=== Your goal ===
With both ends included, repeat exactly the lines of the entries below from the one containing "pub struct SessionProviderProps" down to the one containing "match session::update_points(&BrowserStore, *available)", and no others.

Stored data:
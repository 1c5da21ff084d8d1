use anyhow::{Result, ensure};
use thirtyfour::prelude::*;

use super::{BrowserScenario, CombinedScenario, LogicScenario, ScenarioCtx};
use crate::logic::checks;

pub struct SmokeScenario;

#[async_trait::async_trait]
impl BrowserScenario for SmokeScenario {
    async fn run_browser(&self, _driver: &WebDriver, ctx: &ScenarioCtx<'_>) -> Result<()> {
        let page = &ctx.page;
        page.sign_out().await?;

        page.open("/").await?;
        page.wait_for("a[href='#main']").await?;
        page.wait_for(".quick-booking").await?;
        page.wait_for("#lang-select").await?;
        if ctx.verbose {
            println!("  🏠 Storefront home rendered");
        }

        page.open("/definitely-not-a-page").await?;
        page.wait_for(".not-found").await?;

        // Guests are bounced to sign-in by the route guard.
        page.open("/admin/dashboard").await?;
        page.wait_for(".login-form").await?;
        page.expect_path("/login").await?;
        if ctx.verbose {
            println!("  🔒 Admin route redirected a guest to /login");
        }

        let guarded = page.count(".showtime-table").await?;
        ensure!(guarded == 0, "admin table leaked to a guest");
        Ok(())
    }
}

impl CombinedScenario for SmokeScenario {
    fn as_logic_scenario(&self) -> Option<LogicScenario> {
        Some(LogicScenario::new("Smoke Test", checks::ALL.to_vec()))
    }
}
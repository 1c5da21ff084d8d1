mod bundle;
mod format;
mod locales;
mod render;

pub use bundle::{I18nBundle, current_lang, set_lang};
pub use format::{fmt_countdown, fmt_currency, fmt_date_iso, fmt_grouped, fmt_show_date};
pub use locales::{LocaleMeta, locales};
pub use render::{t, tr};
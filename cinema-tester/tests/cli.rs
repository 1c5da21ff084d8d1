use std::process::Command;

fn temp_path(label: &str) -> std::path::PathBuf {
    std::env::temp_dir().join(format!(
        "cinema-cli-{label}-{}",
        std::time::SystemTime::now()
            .duration_since(std::time::UNIX_EPOCH)
            .unwrap_or_default()
            .as_nanos()
    ))
}

#[test]
fn cli_list_scenarios_writes_output() {
    let exe = env!("CARGO_BIN_EXE_cinema-tester");
    let output_path = temp_path("list");
    let status = Command::new(exe)
        .args(["--list-scenarios", "--output"])
        .arg(&output_path)
        .status()
        .expect("run cli");
    assert!(status.success());
    let content = std::fs::read_to_string(output_path).expect("read output");
    assert!(content.contains("Available scenarios"));
    for key in ["pricing", "hold-expiry", "layout", "checkout-gate", "access", "smoke"] {
        assert!(content.contains(key), "{key} not listed");
    }
}

#[test]
fn cli_logic_run_writes_json_report() {
    let exe = env!("CARGO_BIN_EXE_cinema-tester");
    let output_path = temp_path("logic");
    let status = Command::new(exe)
        .args([
            "--mode",
            "logic",
            "--scenarios",
            "all",
            "--seeds",
            "1,2",
            "--iterations",
            "2",
            "--report",
            "json",
            "--output",
        ])
        .arg(&output_path)
        .status()
        .expect("run cli");
    assert!(status.success());
    let content = std::fs::read_to_string(output_path).expect("read output");
    let report: serde_json::Value = serde_json::from_str(&content).expect("json report");
    let runs = report.as_array().expect("array report");
    assert!(!runs.is_empty());
    assert!(runs.iter().all(|r| r["passed"] == true));
}

#[test]
fn cli_runs_with_unknown_browser() {
    let exe = env!("CARGO_BIN_EXE_cinema-tester");
    let output_path = temp_path("browser");
    let output = Command::new(exe)
        .args([
            "--mode",
            "browser",
            "--browsers",
            "unknown",
            "--report",
            "markdown",
            "--scenarios",
            "smoke",
            "--output",
        ])
        .arg(&output_path)
        .output()
        .expect("run cli");
    assert!(output.status.success());
    let stderr = String::from_utf8_lossy(&output.stderr);
    assert!(stderr.contains("Unknown browser"));
    let content = std::fs::read_to_string(output_path).expect("read output");
    assert!(content.contains("_No scenarios executed._"));
}

#[test]
fn cli_rejects_bad_seeds() {
    let exe = env!("CARGO_BIN_EXE_cinema-tester");
    let output = Command::new(exe)
        .args(["--seeds", "twelve"])
        .output()
        .expect("run cli");
    assert!(!output.status.success());
}
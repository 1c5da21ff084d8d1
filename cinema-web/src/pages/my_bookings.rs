//! `/bookings`: the signed-in customer's bookings, with cancellation.

use super::{EmptyState, Loading};
use crate::api;
use crate::app::session::use_session;
use crate::components::toast::{Toaster, use_toaster};
use crate::i18n::{fmt_currency, t};
use cinema_core::api::endpoints;
use cinema_core::models::{Booking, BookingStatus};
use wasm_bindgen_futures::spawn_local;
use yew::prelude::*;

pub(crate) const fn status_key(status: BookingStatus) -> &'static str {
    match status {
        BookingStatus::Pending => "bookings.status.pending",
        BookingStatus::Confirmed => "bookings.status.confirmed",
        BookingStatus::Cancelled => "bookings.status.cancelled",
        BookingStatus::Completed => "bookings.status.completed",
    }
}

const fn cancellable(status: BookingStatus) -> bool {
    matches!(status, BookingStatus::Pending | BookingStatus::Confirmed)
}

fn load(user_id: i64, bookings: UseStateHandle<Option<Vec<Booking>>>, toaster: Toaster) {
    spawn_local(async move {
        match api::get::<Vec<Booking>>(endpoints::bookings_for_user(user_id)).await {
            Ok(list) => bookings.set(Some(list)),
            Err(err) => {
                log::error!("bookings for user {user_id}: {err}");
                toaster.error(err.user_message(&t("bookings.load_failed")));
                bookings.set(Some(Vec::new()));
            }
        }
    });
}

#[function_component(MyBookingsPage)]
pub fn my_bookings_page() -> Html {
    let session = use_session();
    let toaster = use_toaster();
    let bookings = use_state(|| None::<Vec<Booking>>);
    let user_id = session.user_id();

    {
        let bookings = bookings.clone();
        let toaster = toaster.clone();
        use_effect_with(user_id, move |&user_id| {
            if let Some(user_id) = user_id {
                load(user_id, bookings, toaster);
            }
            || {}
        });
    }

    let on_cancel = {
        let bookings = bookings.clone();
        Callback::from(move |booking_id: i64| {
            let bookings = bookings.clone();
            let toaster = toaster.clone();
            spawn_local(async move {
                match api::fire(endpoints::cancel_booking(booking_id)).await {
                    Ok(()) => {
                        toaster.success(t("bookings.cancelled"));
                        if let Some(user_id) = user_id {
                            load(user_id, bookings, toaster);
                        }
                    }
                    Err(err) => {
                        log::error!("cancelling booking {booking_id}: {err}");
                        toaster.error(err.user_message(&t("bookings.cancel_failed")));
                    }
                }
            });
        })
    };

    html! {
        <main id="main" class="page bookings-page">
            <h1>{ t("bookings.title") }</h1>
            { match bookings.as_ref() {
                None => html! { <Loading /> },
                Some(list) if list.is_empty() => html! { <EmptyState message={t("bookings.empty")} /> },
                Some(list) => html! {
                    <BookingTable bookings={list.clone()} on_cancel={Some(on_cancel)} />
                },
            } }
        </main>
    }
}

#[derive(Properties, PartialEq)]
pub struct TableProps {
    pub bookings: Vec<Booking>,
    /// Offer cancellation for open bookings.
    #[prop_or_default]
    pub on_cancel: Option<Callback<i64>>,
}

#[function_component(BookingTable)]
pub fn booking_table(props: &TableProps) -> Html {
    html! {
        <table class="table booking-table">
            <thead>
                <tr>
                    <th>{ t("bookings.code") }</th>
                    <th>{ t("bookings.movie") }</th>
                    <th>{ t("bookings.seats") }</th>
                    <th>{ t("bookings.total") }</th>
                    <th>{ t("bookings.status_label") }</th>
                    if props.on_cancel.is_some() {
                        <th></th>
                    }
                </tr>
            </thead>
            <tbody>
                { for props.bookings.iter().map(|b| {
                    let seats: Vec<String> = b.tickets.iter().map(|tk| format!("{}{}", tk.seat_row, tk.seat_number)).collect();
                    let cancel = props.on_cancel.as_ref().filter(|_| cancellable(b.status)).map(|cb| {
                        let id = b.booking_id;
                        cb.reform(move |_: MouseEvent| id)
                    });
                    html! {
                        <tr key={b.booking_id}>
                            <td>{ b.booking_code.clone() }</td>
                            <td>{ b.movie_title.clone().unwrap_or_default() }</td>
                            <td>{ seats.join(", ") }</td>
                            <td>{ fmt_currency(b.total_amount) }</td>
                            <td>{ t(status_key(b.status)) }</td>
                            if props.on_cancel.is_some() {
                                <td>
                                    if let Some(onclick) = cancel {
                                        <button type="button" class="btn btn-ghost btn-xs" {onclick}>{ t("bookings.cancel") }</button>
                                    }
                                </td>
                            }
                        </tr>
                    }
                }) }
            </tbody>
        </table>
    }
}
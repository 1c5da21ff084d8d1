//! Signed-in user shared through a Yew context.

use crate::storage::BrowserStore;
use cinema_core::models::User;
use cinema_core::session::{self, SessionEvent, SessionHub};
use yew::prelude::*;

#[derive(Clone, PartialEq)]
pub struct SessionContext {
    pub user: Option<User>,
    pub hub: SessionHub,
}

impl SessionContext {
    #[must_use]
    pub fn user_id(&self) -> Option<i64> {
        self.user.as_ref().map(|u| u.user_id)
    }

    /// Persist a fresh login and tell every subscriber.
    pub fn sign_in(&self, user: User) {
        if let Err(err) = session::save_user(&BrowserStore, &user) {
            log::warn!("could not cache profile: {err}");
        }
        self.hub.publish(&SessionEvent::UserChanged(Some(user)));
    }

    pub fn sign_out(&self) {
        crate::api::clear_credentials();
        self.hub.publish(&SessionEvent::UserChanged(None));
    }

    pub fn points_changed(&self, available: i64) {
        self.hub.publish(&SessionEvent::PointsChanged { available });
    }
}

#[hook]
pub fn use_session() -> SessionContext {
    use_context::<SessionContext>().unwrap_or_else(|| SessionContext {
        user: session::load_user(&BrowserStore),
        hub: SessionHub::new(),
    })
}

#[derive(Properties, PartialEq)]
pub struct SessionProviderProps {
    #[prop_or_default]
    pub children: Children,
}

/// Owns the hub and mirrors its events into render state.
#[function_component(SessionProvider)]
pub fn session_provider(props: &SessionProviderProps) -> Html {
    let hub = use_memo((), |()| SessionHub::new());
    let user = use_state(|| {
        session::sanitize_user(&BrowserStore);
        session::load_user(&BrowserStore)
    });

    {
        let hub = (*hub).clone();
        let user = user.clone();
        use_effect_with((), move |()| {
            let subscription = hub.subscribe(move |event| match event {
                SessionEvent::UserChanged(next) => user.set(next.clone()),
                SessionEvent::PointsChanged { available } => {
                    match session::update_points(&BrowserStore, *available) {
                        Ok(updated) => user.set(updated),
                        Err(err) => log::warn!("could not cache points: {err}"),
                    }
                }
            });
            move || drop(subscription)
        });
    }

    let context = SessionContext {
        user: (*user).clone(),
        hub: (*hub).clone(),
    };
    html! {
        <ContextProvider<SessionContext> {context}>
            { for props.children.iter() }
        </ContextProvider<SessionContext>>
    }
}
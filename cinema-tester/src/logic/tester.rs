use colored::Colorize;
use rand::SeedableRng;
use rand_chacha::ChaCha8Rng;
use serde::{Deserialize, Serialize};
use std::time::{Duration, Instant};

use crate::common::scenario::LogicScenario;

#[derive(Debug, Clone, Serialize, Deserialize)]
pub struct ScenarioResult {
    pub scenario_name: String,
    pub seed: u64,
    pub passed: bool,
    pub iterations_run: usize,
    pub successful_iterations: usize,
    pub failures: Vec<String>,
    #[serde(with = "duration_serde")]
    pub average_duration: Duration,
}

pub struct LogicTester {
    verbose: bool,
}

impl LogicTester {
    pub const fn new(verbose: bool) -> Self {
        Self { verbose }
    }

    pub fn run_scenario(&self, scenario: &LogicScenario, seeds: &[u64], iterations: usize) -> Vec<ScenarioResult> {
        seeds
            .iter()
            .map(|&seed| {
                if self.verbose {
                    println!("🧪 Testing scenario: {} (seed: {seed})", scenario.name.bright_white());
                }
                self.run_single_scenario(scenario, seed, iterations)
            })
            .collect()
    }

    fn run_single_scenario(&self, scenario: &LogicScenario, seed: u64, iterations: usize) -> ScenarioResult {
        let mut successes = 0;
        let mut failures = Vec::new();
        let mut timings = Vec::new();

        for i in 0..iterations {
            let iteration_seed = seed.wrapping_add(u64::try_from(i).unwrap_or(u64::MAX));
            let start = Instant::now();
            let mut failed = false;
            for (check_name, check) in &scenario.checks {
                let mut rng = ChaCha8Rng::seed_from_u64(iteration_seed);
                if let Err(err) = check(&mut rng) {
                    failed = true;
                    let message = format!("Iteration {} (seed {iteration_seed}) {check_name}: {err:#}", i + 1);
                    log::debug!("{message}");
                    if self.verbose {
                        println!("  ❌ {}", message.clone().red());
                    }
                    failures.push(message);
                }
            }
            let elapsed = start.elapsed();
            if !failed {
                successes += 1;
                timings.push(elapsed);
                if self.verbose {
                    println!("  ✅ Iteration {}/{iterations} passed ({elapsed:?})", i + 1);
                }
            }
        }

        let average_duration = if timings.is_empty() {
            Duration::ZERO
        } else {
            timings.iter().sum::<Duration>() / u32::try_from(timings.len()).unwrap_or(1)
        };

        ScenarioResult {
            scenario_name: scenario.name.clone(),
            seed,
            passed: failures.is_empty(),
            iterations_run: iterations,
            successful_iterations: successes,
            failures,
            average_duration,
        }
    }
}

mod duration_serde {
    use serde::{Deserialize, Deserializer, Serialize, Serializer};
    use std::time::Duration;

    pub fn serialize<S>(duration: &Duration, serializer: S) -> Result<S::Ok, S::Error>
    where
        S: Serializer,
    {
        duration.as_millis().serialize(serializer)
    }

    pub fn deserialize<'de, D>(deserializer: D) -> Result<Duration, D::Error>
    where
        D: Deserializer<'de>,
    {
        let millis = u128::deserialize(deserializer)?;
        Ok(Duration::from_millis(u64::try_from(millis).unwrap_or(0)))
    }
}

=== Reply ===
pub struct SessionProviderProps {
    #[prop_or_default]
    pub children: Children,
}

/// Owns the hub and mirrors its events into render state.
#[function_component(SessionProvider)]
pub fn session_provider(props: &SessionProviderProps) -> Html {
    let hub = use_memo((), |()| SessionHub::new());
    let user = use_state(|| {
        session::sanitize_user(&BrowserStore);
        session::load_user(&BrowserStore)
    });

    {
        let hub = (*hub).clone();
        let user = user.clone();
        use_effect_with((), move |()| {
            let subscription = hub.subscribe(move |event| match event {
                SessionEvent::UserChanged(next) => user.set(next.clone()),
                SessionEvent::PointsChanged { available } => {
                    match session::update_points(&BrowserStore, *available) {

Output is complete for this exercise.